WHAT IS REQUIRED.
Repeat every entry below exactly.

RECORDS SUPPLIED.
Start of Block

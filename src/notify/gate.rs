// src/notify/gate.rs

/// True when `candidate` differs from what was last delivered.
/// Comparison is on the full rendered text.
pub fn should_notify(previous: Option<&str>, candidate: &str) -> bool {
    previous != Some(candidate)
}

/// Single-slot dedup gate in front of the notifier.
/// - Nothing delivered yet: any candidate passes.
/// - Same text as the last delivery: suppressed.
/// - State changes only via `commit`, after a confirmed send.
#[derive(Debug, Clone, Default)]
pub struct NotificationGate {
    last_delivered: Option<String>,
}

impl NotificationGate {
    pub fn new() -> Self {
        Self::default()
    }

    /// Does NOT mutate state.
    pub fn should_notify(&self, candidate: &str) -> bool {
        should_notify(self.last_delivered.as_deref(), candidate)
    }

    pub fn commit(&mut self, delivered: impl Into<String>) {
        self.last_delivered = Some(delivered.into());
    }

    pub fn last_delivered(&self) -> Option<&str> {
        self.last_delivered.as_deref()
    }
}
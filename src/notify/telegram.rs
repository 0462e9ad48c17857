use anyhow::{anyhow, Result};
use reqwest::Client;
use serde::Serialize;
use std::fmt;
use std::time::Duration;

use super::Notifier;

pub const DEFAULT_API_BASE: &str = "https://api.telegram.org";

/// Pushes messages through the Telegram Bot API `sendMessage` method.
#[derive(Clone)]
pub struct TelegramNotifier {
    bot_token: String,
    api_base: String,
    client: Client,
    timeout: Duration,
}

impl TelegramNotifier {
    pub fn new(bot_token: impl Into<String>) -> Self {
        Self {
            bot_token: bot_token.into(),
            api_base: DEFAULT_API_BASE.to_string(),
            client: Client::new(),
            timeout: Duration::from_secs(10),
        }
    }

    pub fn with_timeout(mut self, timeout: Duration) -> Self {
        self.timeout = timeout;
        self
    }

    /// Point at a different Bot API server (self-hosted, or a local stub in tests).
    pub fn with_api_base(mut self, base: impl Into<String>) -> Self {
        self.api_base = base.into().trim_end_matches('/').to_string();
        self
    }

    fn send_message_url(&self) -> String {
        format!("{}/bot{}/sendMessage", self.api_base, self.bot_token)
    }
}

impl fmt::Debug for TelegramNotifier {
    fn fmt(&self, f: &mut fmt::Formatter<'_>) -> fmt::Result {
        f.debug_struct("TelegramNotifier")
            .field("api_base", &self.api_base)
            .field("bot_token", &"<redacted>")
            .field("timeout", &self.timeout)
            .finish()
    }
}

#[derive(Serialize)]
struct SendMessage<'a> {
    chat_id: &'a str,
    text: &'a str,
}

#[async_trait::async_trait]
impl Notifier for TelegramNotifier {
    async fn send(&self, recipient: &str, text: &str) -> Result<()> {
        let payload = SendMessage {
            chat_id: recipient,
            text,
        };

        // The URL embeds the bot token; keep it out of error chains.
        let rsp = self
            .client
            .post(self.send_message_url())
            .timeout(self.timeout)
            .json(&payload)
            .send()
            .await
            .map_err(|e| anyhow!("telegram request failed: {}", e.without_url()))?;

        let status = rsp.status();
        if !status.is_success() {
            let body = rsp.text().await.unwrap_or_default();
            return Err(anyhow!(
                "telegram API returned non-success status: {status}. Body: {body}"
            ));
        }
        Ok(())
    }

    fn name(&self) -> &'static str {
        "telegram"
    }
}
//! Homework status bot — binary entrypoint.
//! Checks configuration once, then polls the review API until the process is killed.

use anyhow::{Context, Result};
use chrono::Utc;
use tracing::{error, info};

use homework_status_bot::{
    init_tracing, PollCursor, PollLoop, PracticumClient, Settings, TelegramNotifier,
};

#[tokio::main]
async fn main() -> Result<()> {
    // Load .env when present; real environment variables win.
    let _ = dotenvy::dotenv();
    init_tracing();

    let settings = match Settings::from_env() {
        Ok(s) => s,
        Err(e) => {
            error!(error = %e, "required configuration is missing, shutting down");
            return Err(e).context("startup configuration");
        }
    };

    let creds = &settings.credentials;
    let source = PracticumClient::new(creds.endpoint.clone(), creds.practicum_token.clone())
        .with_timeout(settings.http_timeout);
    let notifier = TelegramNotifier::new(creds.telegram_token.clone())
        .with_api_base(settings.telegram_api_base.clone())
        .with_timeout(settings.http_timeout);

    let cursor = PollCursor::new(settings.initial_from_date(Utc::now().timestamp()));
    info!(endpoint = %creds.endpoint, chat_id = %creds.chat_id, "configuration loaded");

    PollLoop::new(source, notifier, creds.chat_id.clone(), cursor)
        .with_interval(settings.retry_period)
        .run()
        .await;

    Ok(())
}
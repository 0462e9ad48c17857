// src/lib.rs
// Library surface shared by the binaries and the integration tests.

pub mod api;
pub mod config;
pub mod error;
pub mod notify;
pub mod poller;
pub mod status;

// ---- Re-exports for the common entry points ----
pub use crate::api::{HomeworkSource, PracticumClient};
pub use crate::config::Settings;
pub use crate::error::BotError;
pub use crate::notify::{NotificationGate, Notifier, TelegramNotifier};
pub use crate::poller::{CycleOutcome, LoopState, PollCursor, PollLoop};

use tracing_subscriber::{fmt, prelude::*, EnvFilter};

/// Install the global tracing subscriber.
/// `RUST_LOG` overrides the default `info` filter; `LOG_FORMAT=json` switches
/// to one JSON object per line.
pub fn init_tracing() {
    let filter = EnvFilter::try_from_default_env().unwrap_or_else(|_| EnvFilter::new("info"));
    let json = std::env::var("LOG_FORMAT")
        .ok()
        .is_some_and(|v| v.eq_ignore_ascii_case("json"));

    let registry = tracing_subscriber::registry().with(filter);
    if json {
        registry.with(fmt::layer().json()).init();
    } else {
        registry.with(fmt::layer().with_target(false)).init();
    }
}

End of Block

RESULT BELOW.
filename src/notify/gate.rs
// src/notify/gate.rs

/// True when `candidate` differs from what was last delivered.
/// Comparison is on the full rendered text.
pub fn should_notify(previous: Option<&str>, candidate: &str) -> bool {
    previous != Some(candidate)
}

/// Single-slot dedup gate in front of the notifier.
/// - Nothing delivered yet: any candidate passes.
/// - Same text as the last delivery: suppressed.
/// - State changes only via `commit`, after a confirmed send.
#[derive(Debug, Clone, Default)]
pub struct NotificationGate {
    last_delivered: Option<String>,
}

impl NotificationGate {
    pub fn new() -> Self {
        Self::default()
    }

    /// Does NOT mutate state.
    pub fn should_notify(&self, candidate: &str) -> bool {
        should_notify(self.last_delivered.as_deref(), candidate)
    }

    pub fn commit(&mut self, delivered: impl Into<String>) {
        self.last_delivered = Some(delivered.into());
    }

    pub fn last_delivered(&self) -> Option<&str> {
        self.last_delivered.as_deref()
    }
}
filename src/notify/telegram.rs
repository 0462e9ad48c17857
use anyhow::{anyhow, Result};
use reqwest::Client;
use serde::Serialize;
use std::fmt;
use std::time::Duration;

use super::Notifier;

pub const DEFAULT_API_BASE: &str = "https://api.telegram.org";

/// Pushes messages through the Telegram Bot API `sendMessage` method.
#[derive(Clone)]
pub struct TelegramNotifier {
    bot_token: String,
    api_base: String,
    client: Client,
    timeout: Duration,
}

impl TelegramNotifier {
    pub fn new(bot_token: impl Into<String>) -> Self {
        Self {
            bot_token: bot_token.into(),
            api_base: DEFAULT_API_BASE.to_string(),
            client: Client::new(),
            timeout: Duration::from_secs(10),
        }
    }

    pub fn with_timeout(mut self, timeout: Duration) -> Self {
        self.timeout = timeout;
        self
    }

    /// Point at a different Bot API server (self-hosted, or a local stub in tests).
    pub fn with_api_base(mut self, base: impl Into<String>) -> Self {
        self.api_base = base.into().trim_end_matches('/').to_string();
        self
    }

    fn send_message_url(&self) -> String {
        format!("{}/bot{}/sendMessage", self.api_base, self.bot_token)
    }
}

impl fmt::Debug for TelegramNotifier {
    fn fmt(&self, f: &mut fmt::Formatter<'_>) -> fmt::Result {
        f.debug_struct("TelegramNotifier")
            .field("api_base", &self.api_base)
            .field("bot_token", &"<redacted>")
            .field("timeout", &self.timeout)
            .finish()
    }
}

#[derive(Serialize)]
struct SendMessage<'a> {
    chat_id: &'a str,
    text: &'a str,
}

#[async_trait::async_trait]
impl Notifier for TelegramNotifier {
    async fn send(&self, recipient: &str, text: &str) -> Result<()> {
        let payload = SendMessage {
            chat_id: recipient,
            text,
        };

        // The URL embeds the bot token; keep it out of error chains.
        let rsp = self
            .client
            .post(self.send_message_url())
            .timeout(self.timeout)
            .json(&payload)
            .send()
            .await
            .map_err(|e| anyhow!("telegram request failed: {}", e.without_url()))?;

        let status = rsp.status();
        if !status.is_success() {
            let body = rsp.text().await.unwrap_or_default();
            return Err(anyhow!(
                "telegram API returned non-success status: {status}. Body: {body}"
            ));
        }
        Ok(())
    }

    fn name(&self) -> &'static str {
        "telegram"
    }
}
//! Homework status bot — binary entrypoint.
//! Checks configuration once, then polls the review API until the process is killed.

use anyhow::{Context, Result};
use chrono::Utc;
use tracing::{error, info};

use homework_status_bot::{
    init_tracing, PollCursor, PollLoop, PracticumClient, Settings, TelegramNotifier,
};

#[tokio::main]
async fn main() -> Result<()> {
    // Load .env when present; real environment variables win.
    let _ = dotenvy::dotenv();
    init_tracing();

    let settings = match Settings::from_env() {
        Ok(s) => s,
        Err(e) => {
            error!(error = %e, "required configuration is missing, shutting down");
            return Err(e).context("startup configuration");
        }
    };

    let creds = &settings.credentials;
    let source = PracticumClient::new(creds.endpoint.clone(), creds.practicum_token.clone())
        .with_timeout(settings.http_timeout);
    let notifier = TelegramNotifier::new(creds.telegram_token.clone())
        .with_api_base(settings.telegram_api_base.clone())
        .with_timeout(settings.http_timeout);

    let cursor = PollCursor::new(settings.initial_from_date(Utc::now().timestamp()));
    info!(endpoint = %creds.endpoint, chat_id = %creds.chat_id, "configuration loaded");

    PollLoop::new(source, notifier, creds.chat_id.clone(), cursor)
        .with_interval(settings.retry_period)
        .run()
        .await;

    Ok(())
}
repository 0462e9ad48c17857
// src/lib.rs
// Library surface shared by the binaries and the integration tests.

pub mod api;
pub mod config;
pub mod error;
pub mod notify;
pub mod poller;
pub mod status;

// ---- Re-exports for the common entry points ----
pub use crate::api::{HomeworkSource, PracticumClient};
pub use crate::config::Settings;
pub use crate::error::BotError;
pub use crate::notify::{NotificationGate, Notifier, TelegramNotifier};
pub use crate::poller::{CycleOutcome, LoopState, PollCursor, PollLoop};

use tracing_subscriber::{fmt, prelude::*, EnvFilter};

/// Install the global tracing subscriber.
/// `RUST_LOG` overrides the default `info` filter; `LOG_FORMAT=json` switches
/// to one JSON object per line.
pub fn init_tracing() {
    let filter = EnvFilter::try_from_default_env().unwrap_or_else(|_| EnvFilter::new("info"));
    let json = std::env::var("LOG_FORMAT")
        .ok()
        .is_some_and(|v| v.eq_ignore_ascii_case("json"));

    let registry = tracing_subscriber::registry().with(filter);
    if json {
        registry.with(fmt::layer().json()).init();
    } else {
        registry.with(fmt::layer().with_target(false)).init();
    }
}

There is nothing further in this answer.